Wait long enough, and that hurt and anger becomes depression.  A yawning hole in need of something to fill it.  So you try things.  You smoke, you drink, you try sex and drugs.  You turn up the music, turn on the TV to drown out the thoughts always screaming in your mind.

You find these things give you a moment of rest, of happiness.  But it never lasts.  And the more you’re drawn into those things, the more they swallow you up until those once pleasurable things no longer bring an ounce or moment of happiness.

You’re stuck.

Long ago you convinced yourself that you don’t need anyone else.  You push people away, telling them that it’s none of their business.  But deep down, you want them to keep pushing past your walls to prove that they care about you.  How much pursuit is enough?

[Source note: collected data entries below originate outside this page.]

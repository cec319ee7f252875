//! Resource methods
//!
//! This server exposes no resources of its own; the handlers validate their
//! parameters and answer with empty listings. Subscriptions are acknowledged and
//! not retained.

use rust_mcp_sdk::schema::{
    ListResourcesResult, PaginatedRequestParams, ReadResourceRequestParams, SubscribeRequestParams,
    UnsubscribeRequestParams,
};
use serde_json::{json, Map, Value};
use tracing::info;

use crate::domain::{parse_params, to_result};
use crate::errors::AppError;

pub fn handle_resources_list(params: Map<String, Value>) -> Result<Value, AppError> {
    let _page: PaginatedRequestParams = parse_params(params)?;

    to_result(ListResourcesResult {
        meta: None,
        next_cursor: None,
        resources: vec![],
    })
}

pub fn handle_resource_templates_list(params: Map<String, Value>) -> Result<Value, AppError> {
    let _page: PaginatedRequestParams = parse_params(params)?;
    Ok(json!({ "resourceTemplates": [] }))
}

pub fn handle_resources_read(params: Map<String, Value>) -> Result<Value, AppError> {
    let resource_read: ReadResourceRequestParams = parse_params(params)?;

    Err(AppError::bad_request(
        "resource_not_found",
        format!("unknown resource uri `{}`", resource_read.uri),
    ))
}

pub fn handle_resources_subscribe(params: Map<String, Value>) -> Result<Value, AppError> {
    let subscription: SubscribeRequestParams = parse_params(params)?;
    info!(uri = %subscription.uri, "resource subscription acknowledged");
    Ok(json!({}))
}

pub fn handle_resources_unsubscribe(params: Map<String, Value>) -> Result<Value, AppError> {
    let subscription: UnsubscribeRequestParams = parse_params(params)?;
    info!(uri = %subscription.uri, "resource unsubscription acknowledged");
    Ok(json!({}))
}
fn describe(parsed: &Parsed) -> String {
    match parsed {
        Parsed::None => "None".to_string(),
        Parsed::Type(ty) => ty.to_string(),
    }
}

fn resolve(parsed: Parsed) -> Result<ParamType, TypeParseError> {
    match parsed {
        Parsed::None => Err(TypeParseError::BareNone),
        Parsed::Type(ty) => Ok(ty),
    }
}

/// Folds union members into a single type; `None` members turn the result nullable.
fn combine(members: Vec<Parsed>) -> Parsed {
    let mut nullable = false;
    let mut branches: Vec<ParamType> = Vec::new();

    for member in members {
        match member {
            Parsed::None => nullable = true,
            Parsed::Type(ParamType::Nullable(inner)) => {
                nullable = true;
                push_branch(&mut branches, *inner);
            }
            Parsed::Type(ty) => push_branch(&mut branches, ty),
        }
    }

    let combined = match branches.len() {
        0 => return Parsed::None,
        1 => branches.remove(0),
        _ => ParamType::AnyOf(branches),
    };

    if nullable {
        Parsed::Type(ParamType::nullable(combined))
    } else {
        Parsed::Type(combined)
    }
}

fn push_branch(branches: &mut Vec<ParamType>, branch: ParamType) {
    match branch {
        ParamType::AnyOf(nested) => {
            for branch in nested {
                push_branch(branches, branch);
            }
        }
        branch if !branches.contains(&branch) => branches.push(branch),
        _ => {}
    }
}

impl FromStr for ParamType {
    type Err = TypeParseError;

    fn from_str(expression: &str) -> Result<Self, Self::Err> {
        let mut parser = Parser {
            tokens: tokenize(expression)?,
            position: 0,
        };
        let parsed = parser.union()?;
        if let Some(trailing) = parser.peek() {
            return Err(TypeParseError::UnexpectedToken(trailing.to_string()));
        }
        resolve(parsed)
    }
}

/// A parameter type as written at the registration site.
#[derive(Debug, Clone, PartialEq)]
pub enum TypeRef {
    Resolved(ParamType),
    Forward(String),
}

impl TypeRef {
    pub fn resolve(&self) -> Result<ParamType, TypeParseError> {
        match self {
            Self::Resolved(ty) => Ok(ty.clone()),
            Self::Forward(expression) => expression.parse(),
        }
    }
}

impl From<ParamType> for TypeRef {
    fn from(ty: ParamType) -> Self {
        Self::Resolved(ty)
    }
}

impl From<&str> for TypeRef {
    fn from(expression: &str) -> Self {
        Self::Forward(expression.to_string())
    }
}

impl From<String> for TypeRef {
    fn from(expression: String) -> Self {
        Self::Forward(expression)
    }
}

/// One declared parameter after its type has been resolved.
#[derive(Debug, Clone, PartialEq)]
pub struct ResolvedParam {
    pub name: String,
    pub ty: ParamType,
    pub default: Option<Value>,
}

impl ResolvedParam {
    /// Parameters with a default or a nullable type may be omitted by callers.
    pub fn is_required(&self) -> bool {
        self.default.is_none() && !self.ty.is_nullable()
    }
}

/// Builds the object schema for a parameter list.
///
/// Returns `None` for a callable without parameters: such tools carry no input
/// schema at all rather than an object schema with empty `properties`.
pub fn input_schema(params: &[ResolvedParam]) -> Option<Map<String, Value>> {
    if params.is_empty() {
        return None;
    }

    let mut properties = Map::new();
    let mut required = Vec::new();
    for param in params {
        properties.insert(param.name.clone(), Value::Object(param.ty.fragment()));
        if param.is_required() {
            required.push(Value::String(param.name.clone()));
        }
    }

    let mut schema = Map::new();
    schema.insert("type".to_string(), json!("object"));
    schema.insert("properties".to_string(), Value::Object(properties));
    if !required.is_empty() {
        schema.insert("required".to_string(), Value::Array(required));
    }
    Some(schema)
}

You have the choice to be miserable and let the person you can’t forgive ruin your life, or you can let them go.  The thought of them hangs on you like heavy, wet clothes.  Every movement you make, they come with you.  The idea of them makes you sick, but you won’t take off those old clothes.  You need them because you think they’ve become who you are.  So what can you do?

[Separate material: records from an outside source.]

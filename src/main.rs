use std::sync::Arc;

use mcp_tool_server::{
    build_app,
    config::Config,
    domain::builtin_tools::register_builtin_tools,
    logging,
    mcp::server::McpServer,
    registry::ToolRegistry,
    AppState,
};
use tracing::info;

#[tokio::main]
async fn main() -> Result<(), Box<dyn std::error::Error>> {
    logging::init_logging();

    let config = Config::from_env()?;

    let registry = ToolRegistry::new();
    register_builtin_tools(&registry)?;
    let tool_count = registry.len();

    let server = McpServer::new(config.server_info(), Arc::new(registry));
    let bind_socket = config.bind_socket()?;
    let app = build_app(AppState::new(server));
    let listener = tokio::net::TcpListener::bind(bind_socket).await?;

    info!(
        bind_addr = %config.bind_addr,
        bind_port = config.bind_port,
        server_name = %config.server_name,
        tools = tool_count,
        "server starting"
    );

    axum::serve(listener, app.into_make_service()).await?;
    Ok(())
}
//! JSON-RPC envelope representations and formatting utilities
//!
//! Provides the response envelope, the fixed protocol error codes, and the mapping
//! of internal `AppError`s to valid JSON-RPC error payloads.

use serde::{Deserialize, Serialize};
use serde_json::{json, Value};

use crate::errors::AppError;

pub const JSONRPC_VERSION: &str = "2.0";

#[derive(Debug, Clone, Copy, PartialEq, Eq)]
pub enum ErrorCode {
    ParseError,
    InvalidRequest,
    MethodNotFound,
    InvalidParams,
    InternalError,
}

impl ErrorCode {
    pub fn code(self) -> i64 {
        match self {
            Self::ParseError => -32700,
            Self::InvalidRequest => -32600,
            Self::MethodNotFound => -32601,
            Self::InvalidParams => -32602,
            Self::InternalError => -32603,
        }
    }

    pub fn message(self) -> &'static str {
        match self {
            Self::ParseError => "Parse error",
            Self::InvalidRequest => "Invalid Request",
            Self::MethodNotFound => "Method not found",
            Self::InvalidParams => "Invalid params",
            Self::InternalError => "Internal error",
        }
    }
}

#[derive(Debug, Clone, PartialEq, Eq, Hash, Serialize, Deserialize)]
#[serde(untagged)]
pub enum RequestId {
    Integer(i64),
    String(String),
}

impl RequestId {
    pub fn from_value(value: &Value) -> Option<Self> {
        if let Some(string_id) = value.as_str() {
            return Some(Self::String(string_id.to_string()));
        }

        value.as_i64().map(Self::Integer)
    }
}

#[derive(Debug, Clone, PartialEq, Serialize, Deserialize)]
pub struct RpcError {
    pub code: i64,
    pub message: String,
    #[serde(default, skip_serializing_if = "Option::is_none")]
    pub data: Option<Value>,
}

/// A response envelope. `id` is always written, as `null` when the request's
/// identity could not be recovered.
#[derive(Debug, Clone, PartialEq, Serialize)]
pub struct JsonRpcResponse {
    pub jsonrpc: &'static str,
    pub id: Option<RequestId>,
    #[serde(skip_serializing_if = "Option::is_none")]
    pub result: Option<Value>,
    #[serde(skip_serializing_if = "Option::is_none")]
    pub error: Option<RpcError>,
}

impl JsonRpcResponse {
    pub fn is_error(&self) -> bool {
        self.error.is_some()
    }
}

pub fn app_error_to_json_rpc(id: Option<RequestId>, err: AppError) -> JsonRpcResponse {
    match err {
        AppError::BadRequest { code, message } => json_rpc_error_with_data(
            id,
            ErrorCode::InvalidParams,
            Some(json!({
                "code": code,
                "message": message,
                "details": {}
            })),
        ),
        AppError::MethodNotFound { .. } => json_rpc_error(id, ErrorCode::MethodNotFound),
        AppError::Internal { message } => {
            tracing::error!(error = %message, "request failed with internal error");
            json_rpc_error(id, ErrorCode::InternalError)
        }
    }
}

pub fn json_rpc_error(id: Option<RequestId>, code: ErrorCode) -> JsonRpcResponse {
    json_rpc_error_with_data(id, code, None)
}

pub fn json_rpc_error_with_data(
    id: Option<RequestId>,
    code: ErrorCode,
    data: Option<Value>,
) -> JsonRpcResponse {
    JsonRpcResponse {
        jsonrpc: JSONRPC_VERSION,
        id,
        result: None,
        error: Some(RpcError {
            code: code.code(),
            message: code.message().to_string(),
            data,
        }),
    }
}

/// Wraps a handler result; a handler returning nothing answers with `{}`.
pub fn json_rpc_result(id: RequestId, result: Value) -> JsonRpcResponse {
    let result = match result {
        Value::Null => json!({}),
        other => other,
    };

    JsonRpcResponse {
        jsonrpc: JSONRPC_VERSION,
        id: Some(id),
        result: Some(result),
        error: None,
    }
}

#[cfg(test)]
mod tests {
    use serde_json::json;

    use super::*;

    #[test]
    fn parse_error_envelope_has_null_id() {
        let response = json_rpc_error(None, ErrorCode::ParseError);
        assert_eq!(
            serde_json::to_value(response).expect("serialize"),
            json!({"jsonrpc": "2.0", "error": {"code": -32700, "message": "Parse error"}, "id": null})
        );
    }

    #[test]
    fn bad_request_maps_to_invalid_params_with_data() {
        let response = app_error_to_json_rpc(
            Some(RequestId::Integer(7)),
            AppError::bad_request("unknown_prompt", "no prompt named `x`"),
        );
        let error = response.error.expect("error payload");
        assert_eq!(error.code, -32602);
        assert_eq!(error.message, "Invalid params");
        assert_eq!(
            error.data,
            Some(json!({"code": "unknown_prompt", "message": "no prompt named `x`", "details": {}}))
        );
    }

    #[test]
    fn internal_errors_do_not_leak_messages() {
        let response = app_error_to_json_rpc(
            Some(RequestId::String("a".to_string())),
            AppError::internal("database password is hunter2"),
        );
        let value = serde_json::to_value(response).expect("serialize");
        assert_eq!(
            value,
            json!({"jsonrpc": "2.0", "id": "a", "error": {"code": -32603, "message": "Internal error"}})
        );
    }

    #[test]
    fn null_result_becomes_empty_object() {
        let response = json_rpc_result(RequestId::Integer(1), Value::Null);
        assert_eq!(response.result, Some(json!({})));
    }

    #[test]
    fn request_ids_accept_strings_and_integers_only() {
        assert_eq!(RequestId::from_value(&json!(3)), Some(RequestId::Integer(3)));
        assert_eq!(
            RequestId::from_value(&json!("abc")),
            Some(RequestId::String("abc".to_string()))
        );
        assert_eq!(RequestId::from_value(&json!(1.5)), None);
        assert_eq!(RequestId::from_value(&json!(true)), None);
        assert_eq!(RequestId::from_value(&json!(null)), None);
    }
}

Forgive them.  They don’t ask for it or even acknowledge that they’ve hurt you.  They may only care about themselves and they may wrong you all over again.

But you know what?  They’re just doing what you did for all that time.  They are filled with that same anger, that same hurt, that same sadness that’s eaten them alive because somebody did the same thing to them.  They take out all of their hurt on the people around them who care about them most—just like you do.

Can you forgive someone for making the same choices that you did?

Maybe you can’t do it on your own.  Maybe you need someone to show you how it works.  Ask the guy who forgave the whole world—you, the person that wronged you, the person that wronged them—to show you how to do it.  Jesus is just waiting until you’re ready.  Can you accept his forgiveness for the wrong you’ve done in order to forgive that person who’s hurt you?